Если задуматься о реальных масштабах распространенности депрессии – особенно среди моих ровесников, – легко впасть в безраздельное онемение, настолько сильное, что его можно сравнить с ощущением, когда кто-то бьет тебя по замерзшей, парализованной от холода руке или ноге, и синяки есть, а боли нет. Почему именно тот или иной человек подсел на сертралин[83], пароксетин[84] или прозак, почему некоторые люди считают, что страдают от большого депрессивного расстройства, – как по мне, детали куда менее существенны, чем сам факт того, что все это на самом деле происходит. Спросите кого-нибудь о том, как его угораздило загреметь в бездну отчаяния, и вы услышите новую версию вечной истории о проблемах в семье. В которой обязательно упомянут развод, смерть, алкоголизм, наркозависимость и все в таком духе, в самых разных комбинациях. К чему я это – существуют ли вообще люди, которые не считают свою семью катастрофой?

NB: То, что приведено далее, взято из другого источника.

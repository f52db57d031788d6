use crate::context::ExtensionSupport;
use crate::extensions;
use crate::state::{Create, Invalidate, MultiBind, ObjectAccess, DISENGAGED};
use glstate_common::gl::types::{GLenum, GLuint};

/// How a texture gets bound to a unit.
#[derive(Debug, Copy, Clone, Eq, PartialEq)]
pub(crate) enum TextureBind {
    /// `glActiveTexture` + `glBindTexture`.
    Default,
    /// `glBindTextures` with a single texture.
    Multi,
    /// `glBindTextureUnit`.
    DirectStateAccess,
    /// `glBindMultiTextureEXT`.
    DirectStateAccessExt,
}

/// How immutable storage is allocated.
#[derive(Debug, Copy, Clone, Eq, PartialEq)]
pub(crate) enum TextureStorage {
    /// Emulated with one `glTexImage*` call per level.
    Fallback,
    /// `glTexStorage*` on the internal unit.
    Default,
    /// `glTextureStorage*`.
    DirectStateAccess,
}

/// How texture images are read back.
#[derive(Debug, Copy, Clone, Eq, PartialEq)]
pub(crate) enum TextureImageQuery {
    Default,
    Robustness,
    DirectStateAccess,
    DirectStateAccessExt,
}

/// Steps needed to make a texture current for configuration.
#[derive(Debug, Copy, Clone, Eq, PartialEq)]
pub(crate) struct InternalBind {
    /// Unit to make active, if it isn't already.
    pub activate: Option<u32>,
    /// Whether `glBindTexture` is needed.
    pub bind: bool,
}

/// Cached texture unit bindings and the texture implementations in use.
#[derive(Debug)]
pub(crate) struct TextureState {
    bindings: Vec<(GLenum, GLuint)>,
    current_unit: Option<u32>,

    pub create: Create,
    pub bind: TextureBind,
    pub multi_bind: MultiBind,
    pub access: ObjectAccess,
    pub storage: TextureStorage,
    pub image_query: TextureImageQuery,
    /// Reading back a single cube map face.
    pub cube_image_query: TextureImageQuery,
    pub invalidate: Invalidate,
    pub anisotropy_supported: bool,
    pub srgb_decode_supported: bool,
    pub swizzle_supported: bool,
    pub stencil_texturing_supported: bool,
    pub integer_border_supported: bool,

    pub max_lod_bias: Option<f32>,
    pub max_max_anisotropy: Option<f32>,
    pub max_size: Option<i32>,
    pub max_3d_size: Option<i32>,
    pub max_cube_map_size: Option<i32>,
    pub max_array_layers: Option<i32>,
    pub max_color_samples: Option<i32>,
    pub max_depth_samples: Option<i32>,
    pub max_integer_samples: Option<i32>,
}

impl TextureState {
    pub fn new(ext: &ExtensionSupport, max_units: u32, used: &mut Vec<&'static str>) -> Self {
        let arb_dsa = ext.is_supported(&extensions::ARB_DIRECT_STATE_ACCESS);
        let ext_dsa = ext.is_supported(&extensions::EXT_DIRECT_STATE_ACCESS);
        let multi = ext.is_supported(&extensions::ARB_MULTI_BIND);
        let robustness = ext.is_supported(&extensions::ARB_ROBUSTNESS);

        let mut note = |name: &'static str| {
            if !used.contains(&name) {
                used.push(name)
            }
        };

        let (create, bind, access) = if arb_dsa {
            note(extensions::ARB_DIRECT_STATE_ACCESS.name());
            (
                Create::DirectStateAccess,
                TextureBind::DirectStateAccess,
                ObjectAccess::DirectStateAccess,
            )
        } else if ext_dsa {
            note(extensions::EXT_DIRECT_STATE_ACCESS.name());
            let bind = if multi {
                TextureBind::Multi
            } else {
                TextureBind::DirectStateAccessExt
            };
            (Create::Gen, bind, ObjectAccess::DirectStateAccessExt)
        } else if multi {
            (Create::Gen, TextureBind::Multi, ObjectAccess::Bind)
        } else {
            (Create::Gen, TextureBind::Default, ObjectAccess::Bind)
        };

        let multi_bind = if multi {
            note(extensions::ARB_MULTI_BIND.name());
            MultiBind::Multi
        } else {
            MultiBind::Fallback
        };

        let storage = if !ext.is_supported(&extensions::ARB_TEXTURE_STORAGE) {
            TextureStorage::Fallback
        } else {
            note(extensions::ARB_TEXTURE_STORAGE.name());
            if arb_dsa {
                TextureStorage::DirectStateAccess
            } else {
                TextureStorage::Default
            }
        };

        let image_query = if arb_dsa {
            TextureImageQuery::DirectStateAccess
        } else if robustness {
            note(extensions::ARB_ROBUSTNESS.name());
            TextureImageQuery::Robustness
        } else if ext_dsa {
            TextureImageQuery::DirectStateAccessExt
        } else {
            TextureImageQuery::Default
        };

        // per-face direct state access readback is glGetTextureSubImage
        let cube_image_query = if image_query != TextureImageQuery::DirectStateAccess {
            image_query
        } else if ext.is_supported(&extensions::ARB_GET_TEXTURE_SUB_IMAGE) {
            note(extensions::ARB_GET_TEXTURE_SUB_IMAGE.name());
            TextureImageQuery::DirectStateAccess
        } else if robustness {
            note(extensions::ARB_ROBUSTNESS.name());
            TextureImageQuery::Robustness
        } else {
            TextureImageQuery::Default
        };

        let invalidate = if ext.is_supported(&extensions::ARB_INVALIDATE_SUBDATA) {
            note(extensions::ARB_INVALIDATE_SUBDATA.name());
            Invalidate::Arb
        } else {
            Invalidate::NoOp
        };

        let anisotropy_supported = if ext.is_supported(&extensions::ARB_TEXTURE_FILTER_ANISOTROPIC) {
            note(extensions::ARB_TEXTURE_FILTER_ANISOTROPIC.name());
            true
        } else if ext.is_supported(&extensions::EXT_TEXTURE_FILTER_ANISOTROPIC) {
            note(extensions::EXT_TEXTURE_FILTER_ANISOTROPIC.name());
            true
        } else {
            false
        };

        TextureState {
            bindings: vec![(0, 0); max_units.max(1) as usize],
            current_unit: Some(0),
            create,
            bind,
            multi_bind,
            access,
            storage,
            image_query,
            cube_image_query,
            invalidate,
            anisotropy_supported,
            srgb_decode_supported: ext.is_supported(&extensions::EXT_TEXTURE_SRGB_DECODE),
            swizzle_supported: ext.is_supported(&extensions::ARB_TEXTURE_SWIZZLE),
            stencil_texturing_supported: ext.is_supported(&extensions::ARB_STENCIL_TEXTURING),
            integer_border_supported: ext.is_supported(&extensions::EXT_TEXTURE_INTEGER),
            max_lod_bias: None,
            max_max_anisotropy: None,
            max_size: None,
            max_3d_size: None,
            max_cube_map_size: None,
            max_array_layers: None,
            max_color_samples: None,
            max_depth_samples: None,
            max_integer_samples: None,
        }
    }

    /// Number of texture units.
    pub fn unit_count(&self) -> u32 {
        self.bindings.len() as u32
    }

    pub fn binding(&self, unit: u32) -> Option<(GLenum, GLuint)> {
        self.bindings.get(unit as usize).copied()
    }

    pub fn is_bound(&self, unit: u32, id: GLuint) -> bool {
        self.binding(unit).is_some_and(|(_, bound)| bound == id)
    }

    pub fn record(&mut self, unit: u32, target: GLenum, id: GLuint) {
        if let Some(binding) = self.bindings.get_mut(unit as usize) {
            *binding = (target, id);
        }
    }

    /// Make the unit active. Returns whether `glActiveTexture` is needed.
    pub fn activate(&mut self, unit: u32) -> bool {
        if self.current_unit == Some(unit) {
            return false;
        }
        self.current_unit = Some(unit);
        true
    }

    /// Prepare a texture for configuration through the bind path.
    ///
    /// Nothing is needed if the texture is bound in the active unit, else it
    /// is bound to the highest unit which is reserved for this.
    pub fn internal_bind(&mut self, target: GLenum, id: GLuint) -> InternalBind {
        if let Some(current) = self.current_unit {
            if self.is_bound(current, id) {
                return InternalBind {
                    activate: None,
                    bind: false,
                };
            }
        }

        let internal = self.unit_count() - 1;
        let activate = self.activate(internal).then_some(internal);
        if self.is_bound(internal, id) {
            return InternalBind {
                activate,
                bind: false,
            };
        }

        self.record(internal, target, id);
        InternalBind {
            activate,
            bind: true,
        }
    }

    /// Record new bindings for a consecutive range of units. Returns whether
    /// any of them changed.
    pub fn bind_range(&mut self, first: u32, textures: &[(GLenum, GLuint)]) -> bool {
        let mut changed = false;
        for (i, (target, id)) in textures.iter().copied().enumerate() {
            let unit = first + i as u32;
            if !self.is_bound(unit, id) {
                changed = true;
                self.record(unit, target, id);
            }
        }
        changed
    }

    /// Forget a deleted texture.
    pub fn forget(&mut self, id: GLuint) {
        for binding in self.bindings.iter_mut().filter(|(_, bound)| *bound == id) {
            *binding = (0, 0);
        }
    }

    pub fn reset(&mut self) {
        self.bindings.fill((0, DISENGAGED));
        self.current_unit = None;
    }
}
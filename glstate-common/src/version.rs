//! OpenGL version enumeration and parsing.
use std::fmt::{Display, Formatter};

/// A desktop OpenGL version.
///
/// Variants are declared in ascending order so that comparisons follow the
/// version number. [`Version::None`] orders above every real version and is
/// never supported by any context.
#[derive(Copy, Clone, Debug, Eq, PartialEq, Ord, PartialOrd, Hash)]
pub enum Version {
    GL210,
    GL300,
    GL310,
    GL320,
    GL330,
    GL400,
    GL410,
    GL420,
    GL430,
    GL440,
    GL450,
    GL460,
    None,
}

impl Version {
    /// Every real version, lowest first.
    pub const ALL: [Version; 12] = [
        Version::GL210,
        Version::GL300,
        Version::GL310,
        Version::GL320,
        Version::GL330,
        Version::GL400,
        Version::GL410,
        Version::GL420,
        Version::GL430,
        Version::GL440,
        Version::GL450,
        Version::GL460,
    ];

    /// Get the version for a major and minor number pair.
    ///
    /// Versions between known ones round down, versions newer than the
    /// newest known one map to [`Version::GL460`]. Anything older than 2.1
    /// yields `None`.
    pub fn from_major_minor(major: u32, minor: u32) -> Option<Version> {
        Version::ALL
            .iter()
            .rev()
            .find(|v| v.major_minor() <= (major, minor))
            .copied()
    }

    /// Parse the version out of a `GL_VERSION` string such as
    /// `"4.6.0 NVIDIA 460.89"`.
    pub fn parse(version_string: &str) -> Option<Version> {
        let (major, minor) = parse_version_numbers(version_string)?;
        Version::from_major_minor(major, minor)
    }

    pub fn major_minor(self) -> (u32, u32) {
        match self {
            Version::GL210 => (2, 1),
            Version::GL300 => (3, 0),
            Version::GL310 => (3, 1),
            Version::GL320 => (3, 2),
            Version::GL330 => (3, 3),
            Version::GL400 => (4, 0),
            Version::GL410 => (4, 1),
            Version::GL420 => (4, 2),
            Version::GL430 => (4, 3),
            Version::GL440 => (4, 4),
            Version::GL450 => (4, 5),
            Version::GL460 => (4, 6),
            Version::None => (0xFFFF, 0xFFFF),
        }
    }
}

impl Display for Version {
    fn fmt(&self, f: &mut Formatter<'_>) -> std::fmt::Result {
        match self {
            Version::None => f.write_str("None"),
            v => {
                let (major, minor) = v.major_minor();
                write!(f, "OpenGL {major}.{minor}")
            }
        }
    }
}

/// Find the first `major.minor` pair in a version string.
fn parse_version_numbers(version_string: &str) -> Option<(u32, u32)> {
    for word in version_string.split_whitespace() {
        let Some((major, rest)) = word.split_once('.') else {
            continue;
        };

        let Ok(major) = major.parse::<u32>() else {
            continue;
        };

        let minor = rest.split('.').next().unwrap_or(rest);
        if let Ok(minor) = minor.parse::<u32>() {
            return Some((major, minor));
        }
    }
    None
}

#[cfg(test)]
mod test {
    use super::*;

    #[test]
    fn none_orders_above_everything() {
        assert!(Version::None > Version::GL460);
        assert!(Version::GL210 < Version::GL300);
        assert!(Version::GL330 < Version::GL400);
    }

    #[test]
    fn rounds_down_unknown_minor() {
        assert_eq!(Version::from_major_minor(3, 5), Some(Version::GL330));
        assert_eq!(Version::from_major_minor(4, 9), Some(Version::GL460));
        assert_eq!(Version::from_major_minor(5, 0), Some(Version::GL460));
        assert_eq!(Version::from_major_minor(1, 5), None);
    }

    #[test]
    fn parse_driver_strings() {
        assert_eq!(Version::parse("4.6.0 NVIDIA 460.89"), Some(Version::GL460));
        assert_eq!(
            Version::parse("3.3 (Core Profile) Mesa 21.2.6"),
            Some(Version::GL330)
        );
        assert_eq!(Version::parse("4.1 ATI-4.5.14"), Some(Version::GL410));
        assert_eq!(Version::parse("garbage"), None);
    }

    #[test]
    fn display() {
        assert_eq!(Version::GL450.to_string(), "OpenGL 4.5");
        assert_eq!(Version::None.to_string(), "None");
    }
}
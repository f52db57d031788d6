/// Fast optimized hash set type for small sets.
pub type FastHashSet<T> = rustc_hash::FxHashSet<T>;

Но, само собой, отец не мог спать все то время, что мы проводили вместе. В конце концов, он был заядлым фотографом, обожал свой Nikon, а я была его любимой моделью. Всучить папе фотокамеру – это был единственный беспроигрышный способ не давать ему спать. Мои дошкольные фотографии – просто что-то: вот мне два года, и я бегаю за белкой в Центральном парке; ловлю ртом струйку из питьевого фонтанчика в зоопарке; сижу на столе в мамином офисе, а платье, оказывается, задралось так высоко, что видно нижнее белье; разгуливаю в маминых туфлях и темных очках по квартире; выгуливаю собаку. Можно даже раскопать снимок, на котором я сижу нога на ногу где-то на скамейке в парке – велосипедки, белая футболка, косички и густая челка, индийские бусы на шее и загадочное, задумчивое выражение лица. И надутая щека, словно мне скучно или я стесняюсь. Похоже, эта фотография казалась всем до того милой, что в итоге она превратилась в открытку с чем-то вроде хайку на обложке: «Людям вроде меня нравятся люди вроде тебя». Говорят, она неплохо продавалась в Калифорнии.
Как-то раз, когда он фотографировал меня в зоопарке Центрального парка (думаю, мне было года два или три), я спросила отца, скоро ли он вернется домой.
– Малышка, я не вернусь, – сказал он. В памяти всплывает серая брусчатка, которой был вымощен зоопарк, – кажется, я все время смотрела себе под ноги, пока шел этот разговор.
– А мамочка говорит, что ты вернешься, – возразила я.
– Уверен, она вовсе не это имела в виду. – Он остановился от усталости – кажется, вот-вот потеряет сознание. – Мы с твоей мамой собираемся жить дальше раздельно, как и пытались тебе объяснить, – помолчав, он добавил: – Что вовсе не значит, что я тебя разлюбил.